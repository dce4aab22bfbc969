/// Replication coordination and scheduling
use super::types::{NetworkError, ReplicationStats, ReplicationUpdate};
use crate::gorc::channels::{ReplicationPriority, CompressionType, ReplicationLayer};
use super::engine::NetworkReplicationEngine;
use crate::types::PlayerId;
use crate::gorc::instance::{GorcObjectId, GorcInstanceManager};
use crate::Vec3;
use std::collections::{HashMap, HashSet};
use std::sync::Arc;
use tokio::time::{Duration, Instant};
use serde::{Deserialize, Serialize};

/// High-level coordinator that manages the entire replication system
#[derive(Debug, Clone)]
pub struct ReplicationCoordinator {
    /// Network engine for transmission
    network_engine: Arc<NetworkReplicationEngine>,
    /// Instance manager for objects
    instance_manager: Arc<GorcInstanceManager>,
    /// Update scheduler
    update_scheduler: UpdateScheduler,
    /// Sequence counter for updates
    sequence_counter: u32,
}

impl ReplicationCoordinator {
    /// Creates a new replication coordinator
    pub fn new(
        network_engine: Arc<NetworkReplicationEngine>,
        instance_manager: Arc<GorcInstanceManager>,
    ) -> Self {
        Self {
            network_engine,
            instance_manager,
            update_scheduler: UpdateScheduler::new(),
            sequence_counter: 0,
        }
    }

    /// Main replication tick - called regularly to process updates
    pub async fn tick(&mut self) -> Result<(), NetworkError> {
        // Generate updates for objects that need them
        let objects_needing_updates = self.update_scheduler.get_objects_needing_updates().await;
        
        for object_id in objects_needing_updates {
            // Get the object instance from the instance manager
            if let Some(object_instance) = self.instance_manager.get_object(object_id).await {
                // Serialize the object data for the core replication layer
                let core_layer = ReplicationLayer {
                    channel: 0,
                    radius: 1000.0, // Default large radius
                    frequency: 30.0, // 30 Hz
                    properties: vec![], // Use all properties
                    compression: CompressionType::None,
                    priority: ReplicationPriority::Normal,
                };
                let serialized_data = match object_instance.object.serialize_for_layer(&core_layer) {
                    Ok(data) => data,
                    Err(_) => {
                        // Skip objects that can't be serialized
                        self.update_scheduler.mark_object_updated(object_id).await;
                        continue;
                    }
                };
                
                // Create replication update
                let update = ReplicationUpdate {
                    object_id,
                    object_type: object_instance.type_name.clone(),
                    channel: 0, // Default to channel 0
                    data: serialized_data,
                    priority: ReplicationPriority::Normal,
                    sequence: {
                        self.sequence_counter += 1;
                        self.sequence_counter
                    },
                    timestamp: std::time::SystemTime::now()
                        .duration_since(std::time::UNIX_EPOCH)
                        .unwrap_or_default()
                        .as_millis() as u64,
                    compression: CompressionType::None,
                };
                
                // Get all players subscribed to the default channel (0)
                let target_players: Vec<PlayerId> = object_instance.subscribers
                    .get(&0)
                    .map(|set| set.iter().copied().collect())
                    .unwrap_or_default();
                
                // Queue the update in the network engine
                self.network_engine.queue_update(target_players, update).await;
            }
            
            // Mark the object as updated regardless of whether we found data
            self.update_scheduler.mark_object_updated(object_id).await;
        }

        // Process and send network updates
        self.network_engine.process_updates().await?;

        Ok(())
    }

    /// Adds a player to the replication system
    pub async fn add_player(&self, player_id: PlayerId, position: Vec3) {
        self.network_engine.add_player(player_id).await;
        self.instance_manager.update_player_position(player_id, position).await;
    }

    /// Removes a player from the replication system
    pub async fn remove_player(&self, player_id: PlayerId) {
        self.network_engine.remove_player(player_id).await;
        self.instance_manager.remove_player(player_id).await;
    }

    /// Updates a player's position
    pub async fn update_player_position(&self, player_id: PlayerId, position: Vec3) {
        self.instance_manager.update_player_position(player_id, position).await;
    }

    /// Registers an object for replication
    pub async fn register_object<T: crate::gorc::instance::GorcObject + 'static>(
        &mut self,
        object: T,
        position: Vec3,
    ) -> GorcObjectId {
        let object_id = self.instance_manager.register_object(object, position).await;
        self.update_scheduler.add_object(object_id).await;
        object_id
    }

    /// Unregisters an object from replication
    pub async fn unregister_object(&mut self, object_id: GorcObjectId) {
        self.instance_manager.unregister_object(object_id).await;
        self.update_scheduler.remove_object(object_id).await;
    }

    /// Gets comprehensive replication statistics
    pub async fn get_stats(&self) -> ReplicationStats {
        let network_stats = self.network_engine.get_stats().await;
        let scheduler_stats = self.update_scheduler.get_stats().await;

        ReplicationStats {
            network_stats,
            queue_sizes: HashMap::new(), // Would be populated from actual queue states
            active_players: self.network_engine.get_active_player_count().await,
            updates_per_second: scheduler_stats.updates_per_second,
        }
    }
}

/// Simple update scheduler for determining when objects need updates
#[derive(Debug, Clone)]
pub struct UpdateScheduler {
    /// Objects and their last update times
    object_update_times: HashMap<GorcObjectId, Instant>,
    /// Objects that have been modified and need updates
    dirty_objects: HashSet<GorcObjectId>,
    /// Scheduler statistics
    stats: SchedulerStats,
}

impl UpdateScheduler {
    /// Creates a new update scheduler
    pub fn new() -> Self {
        Self {
            object_update_times: HashMap::new(),
            dirty_objects: HashSet::new(),
            stats: SchedulerStats::default(),
        }
    }

    /// Adds an object to the scheduler
    pub async fn add_object(&mut self, object_id: GorcObjectId) {
        self.object_update_times.insert(object_id, Instant::now());
        self.dirty_objects.insert(object_id);
    }

    /// Removes an object from the scheduler
    pub async fn remove_object(&mut self, object_id: GorcObjectId) {
        self.object_update_times.remove(&object_id);
        self.dirty_objects.remove(&object_id);
    }

    /// Marks an object as needing an update
    pub async fn mark_object_dirty(&mut self, object_id: GorcObjectId) {
        self.dirty_objects.insert(object_id);
    }

    /// Marks an object as updated
    pub async fn mark_object_updated(&mut self, object_id: GorcObjectId) {
        self.object_update_times.insert(object_id, Instant::now());
        self.dirty_objects.remove(&object_id);
        self.stats.objects_updated += 1;
    }

    /// Gets objects that need updates based on time and dirty state
    pub async fn get_objects_needing_updates(&self) -> Vec<GorcObjectId> {
        let now = Instant::now();
        let mut objects_needing_updates = Vec::new();

        // Always include dirty objects
        objects_needing_updates.extend(self.dirty_objects.iter().copied());

        // Check for objects that haven't been updated in a while
        for (object_id, last_update) in &self.object_update_times {
            if now.duration_since(*last_update) > Duration::from_millis(33) { // ~30 FPS minimum
                if !self.dirty_objects.contains(object_id) {
                    objects_needing_updates.push(*object_id);
                }
            }
        }

        objects_needing_updates
    }

    /// Gets scheduler statistics
    pub async fn get_stats(&self) -> SchedulerStats {
        let mut stats = self.stats.clone();
        stats.objects_tracked = self.object_update_times.len();
        stats.dirty_objects = self.dirty_objects.len();
        
        // Calculate updates per second (simplified)
        stats.updates_per_second = stats.objects_updated as f32 / 60.0; // Assuming 60 second window
        
        stats
    }
}

/// Statistics for the update scheduler
#[derive(Debug, Default, Clone, Serialize, Deserialize)]
pub struct SchedulerStats {
    /// Number of objects being tracked
    pub objects_tracked: usize,
    /// Number of objects marked as dirty
    pub dirty_objects: usize,
    /// Total objects updated since start
    pub objects_updated: u64,
    /// Current updates per second rate
    pub updates_per_second: f32,
    /// Average time between updates per object
    pub avg_update_interval_ms: f32,
}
/// Dispatches one decoded client packet (`{ "type": name, ...payload }`) to
/// the world system it belongs to. Replies are queued through the connection
/// manager's broadcast channel so they travel the same path as tick-driven
/// updates.
async fn dispatch_packet(
    text: &str,
    connection_id: crate::connection::ConnectionId,
    player_id: PlayerId,
    account_id: &str,
    is_agent: bool,
    world: &Arc<WorldSystems>,
    connection_manager: &Arc<ConnectionManager>,
    horizon_event_system: &Arc<EventSystem>,
    active_character: &Arc<Mutex<Option<String>>>,
) -> Result<(), ServerError> {
    let value: serde_json::Value = serde_json::from_str(text).map_err(|e| ServerError::Internal(e.to_string()))?;
    let Some(name) = value.get("type").and_then(|v| v.as_str()) else {
        return Ok(());
    };

    let reply = |name: &str, payload: serde_json::Value| encode_text_packet(name, &payload);
    let now_ms = now_epoch_ms();

    match name {
        "characterListRequest" => {
            let characters = world.characters.list_characters(account_id).await;
            let summaries: Vec<_> = characters
                .iter()
                .map(|c| serde_json::json!({ "id": c.character_id, "name": c.name, "avatar": c.avatar }))
                .collect();
            connection_manager
                .send_to_connection(connection_id, reply("characterList", serde_json::json!({ "characters": summaries })))
                .await;
        }
        "characterCreate" => {
            let cname = value.get("name").and_then(|v| v.as_str()).unwrap_or_default();
            let avatar = value.get("avatar").and_then(|v| v.as_str()).map(str::to_string);
            match world.characters.create_character(account_id, cname, avatar).await {
                Ok(record) => {
                    connection_manager
                        .send_to_connection(
                            connection_id,
                            reply("characterCreated", serde_json::json!({ "id": record.character_id, "name": record.name, "avatar": record.avatar })),
                        )
                        .await;
                }
                Err(e) => {
                    connection_manager
                        .send_to_connection(connection_id, reply("characterCreated", serde_json::json!({ "success": false, "error": e.to_string() })))
                        .await;
                }
            }
        }
        "enterWorld" => {
            let Some(character_id) = value.get("characterId").and_then(|v| v.as_str()) else { return Ok(()) };
            match world
                .characters
                .enter_world(character_id, account_id, connection_id, player_id, is_agent, Some(world.terrain.as_ref()))
                .await
            {
                Ok(outcome) => {
                    *active_character.lock().unwrap() = Some(character_id.to_string());
                    world.aoi.update_entity_position(character_id, outcome.spawn.x, outcome.spawn.z).await;
                    world.aoi.update_player_subscriptions(connection_id, outcome.spawn.x, outcome.spawn.z).await;
                    world.connection_handler.mark_spawned(account_id, connection_id);

                    if let Some(self_entity) = world.entities.get_entity(character_id) {
                        connection_manager
                            .send_to_connection(connection_id, reply("entityAdded", entity_added_payload(&self_entity)))
                            .await;
                    }
                    for other_id in world.aoi.visible_entities(connection_id).await {
                        if other_id == character_id {
                            continue;
                        }
                        if let Some(other_entity) = world.entities.get_entity(&other_id) {
                            connection_manager
                                .send_to_connection(connection_id, reply("entityAdded", entity_added_payload(&other_entity)))
                                .await;
                        }
                    }

                    connection_manager
                        .send_to_connection(
                            connection_id,
                            reply("skillsUpdated", serde_json::json!({ "playerId": player_id, "skills": outcome.loadout.skills })),
                        )
                        .await;
                    connection_manager
                        .send_to_connection(
                            connection_id,
                            reply(
                                "inventoryUpdated",
                                serde_json::json!({ "playerId": player_id, "items": [], "coins": 0, "maxSlots": DEFAULT_INVENTORY_SLOTS }),
                            ),
                        )
                        .await;
                    connection_manager
                        .send_to_connection(
                            connection_id,
                            reply("equipmentUpdated", serde_json::json!({ "playerId": player_id, "equipment": outcome.loadout.equipment })),
                        )
                        .await;

                    let _ = horizon_event_system
                        .emit_core(
                            "PLAYER_JOINED",
                            &PlayerJoinedEvent {
                                player_id,
                                character_id: character_id.to_string(),
                                equipment: outcome.loadout.equipment.clone(),
                            },
                        )
                        .await;

                    if let Some(self_entity) = world.entities.get_entity(character_id) {
                        let payload = entity_added_payload(&self_entity);
                        for subscriber in world.aoi.subscribers_for_entity(character_id).await {
                            if subscriber == connection_id {
                                continue;
                            }
                            connection_manager.send_to_connection(subscriber, reply("entityAdded", payload.clone())).await;
                        }
                    }

                    connection_manager
                        .send_to_connection(connection_id, reply("enterWorldApproved", serde_json::json!({ "characterId": character_id })))
                        .await;

                    spawn_loading_watchdog(world.clone(), connection_manager.clone(), player_id, character_id.to_string());
                }
                Err(e) => {
                    connection_manager
                        .send_to_connection(
                            connection_id,
                            reply("enterWorldRejected", serde_json::json!({ "reason": e.to_string(), "message": e.to_string() })),
                        )
                        .await;
                }
            }
        }
        "clientReady" => {
            world.characters.mark_client_ready(player_id);
        }
        "moveRequest" | "input" => {
            let target = value
                .get("target")
                .and_then(|v| v.as_array())
                .filter(|a| a.len() == 3)
                .map(|a| (a[0].as_f64().unwrap_or(0.0), a[1].as_f64().unwrap_or(0.0), a[2].as_f64().unwrap_or(0.0)));
            let run_mode = value.get("runMode").and_then(|v| v.as_bool()).unwrap_or(false);
            let cancel = value.get("cancel").and_then(|v| v.as_bool()).unwrap_or(false);
            world.movement.move_request(player_id, target, run_mode, cancel);
        }
        "tradeRequest" => {
            let Some(recipient_raw) = value.get("recipientId").and_then(|v| v.as_str()) else { return Ok(()) };
            let Ok(recipient_uuid) = recipient_raw.parse::<uuid::Uuid>() else { return Ok(()) };
            let recipient = PlayerId(recipient_uuid);
            let Some(recipient_entity) = world.entities.get_player(recipient) else { return Ok(()) };
            match world.trading.create_trade_request(
                player_id,
                account_id.to_string(),
                connection_id,
                recipient,
                recipient_entity.account_id.clone(),
                recipient_entity.socket_id,
                now_ms,
            ) {
                Ok(session_id) => {
                    let _ = horizon_event_system
                        .emit_core("TRADE_STARTED", &TradeStartedEvent { session_id, initiator: player_id, recipient })
                        .await;
                }
                Err(e) => {
                    connection_manager.send_to_connection(connection_id, reply("tradeError", trade_error_payload(&e))).await;
                }
            }
        }
        "tradeResponse" => {
            let Some(session_id) = value.get("sessionId").and_then(|v| v.as_str()) else { return Ok(()) };
            let accept = value.get("accept").and_then(|v| v.as_bool()).unwrap_or(false);
            match world.trading.respond_to_trade_request(session_id, player_id, accept, now_ms) {
                Ok(()) => {
                    if accept {
                        broadcast_trade_update(world, session_id).await;
                    } else if let Some(session) = world.trading.session(session_id) {
                        let _ = horizon_event_system
                            .emit_core(
                                "TRADE_CANCELLED",
                                &TradeCancelledEvent {
                                    session_id: session_id.to_string(),
                                    initiator: session.initiator.player_id,
                                    recipient: session.recipient.player_id,
                                    reason: CancelReason::Declined.as_str().to_string(),
                                },
                            )
                            .await;
                    }
                }
                Err(e) => {
                    connection_manager.send_to_connection(connection_id, reply("tradeError", trade_error_payload(&e))).await;
                }
            }
        }
        "tradeAddItem" => {
            let Some(session_id) = value.get("sessionId").and_then(|v| v.as_str()) else { return Ok(()) };
            let item_id = value.get("itemId").and_then(|v| v.as_str()).unwrap_or_default().to_string();
            let quantity = value.get("quantity").and_then(|v| v.as_u64()).unwrap_or(0) as u32;
            match world.trading.add_item_to_trade(session_id, player_id, item_id, quantity, now_ms) {
                Ok(_slot) => broadcast_trade_update(world, session_id).await,
                Err(e) => connection_manager.send_to_connection(connection_id, reply("tradeError", trade_error_payload(&e))).await,
            }
        }
        "tradeRemoveItem" => {
            let Some(session_id) = value.get("sessionId").and_then(|v| v.as_str()) else { return Ok(()) };
            let slot = value.get("slot").and_then(|v| v.as_u64()).unwrap_or(0) as usize;
            match world.trading.remove_item_from_trade(session_id, player_id, slot, now_ms) {
                Ok(()) => broadcast_trade_update(world, session_id).await,
                Err(e) => connection_manager.send_to_connection(connection_id, reply("tradeError", trade_error_payload(&e))).await,
            }
        }
        "tradeAccept" => {
            let Some(session_id) = value.get("sessionId").and_then(|v| v.as_str()) else { return Ok(()) };
            match world.trading.set_acceptance(session_id, player_id, true, now_ms) {
                Ok(outcome) => {
                    if outcome.move_to_confirming {
                        let _ = world.trading.move_to_confirmation(session_id, now_ms);
                    }
                    if outcome.both_accepted {
                        if let Ok(completion) = world.trading.complete_trade(session_id) {
                            let _ = horizon_event_system
                                .emit_core(
                                    "TRADE_COMPLETED",
                                    &TradeCompletedEvent {
                                        session_id: completion.session_id,
                                        initiator: completion.initiator,
                                        recipient: completion.recipient,
                                        initiator_receives: offered_items_json(&completion.initiator_receives),
                                        recipient_receives: offered_items_json(&completion.recipient_receives),
                                    },
                                )
                                .await;
                        }
                    } else {
                        broadcast_trade_update(world, session_id).await;
                    }
                }
                Err(e) => {
                    connection_manager.send_to_connection(connection_id, reply("tradeError", trade_error_payload(&e))).await;
                }
            }
        }
        "tradeCancel" => {
            if let Some(session_id) = value.get("sessionId").and_then(|v| v.as_str()) {
                if let Some((initiator, recipient)) = world.trading.cancel(session_id, CancelReason::Cancelled) {
                    let _ = horizon_event_system
                        .emit_core(
                            "TRADE_CANCELLED",
                            &TradeCancelledEvent {
                                session_id: session_id.to_string(),
                                initiator,
                                recipient,
                                reason: CancelReason::Cancelled.as_str().to_string(),
                            },
                        )
                        .await;
                }
            }
        }
        other => {
            trace!("Unhandled client packet: {}", other);
        }
    }

    Ok(())
}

------------------------------------------------

#### Problem details:
Above are records; repeat only the lines starting at the line with "use crate::Vec3;" and ending at the line with "engine for transmission", exactly as they appear, both included.

#### Task output:
use crate::Vec3;
use std::collections::{HashMap, HashSet};
use std::sync::Arc;
use tokio::time::{Duration, Instant};
use serde::{Deserialize, Serialize};

/// High-level coordinator that manages the entire replication system
#[derive(Debug, Clone)]
pub struct ReplicationCoordinator {
    /// Network engine for transmission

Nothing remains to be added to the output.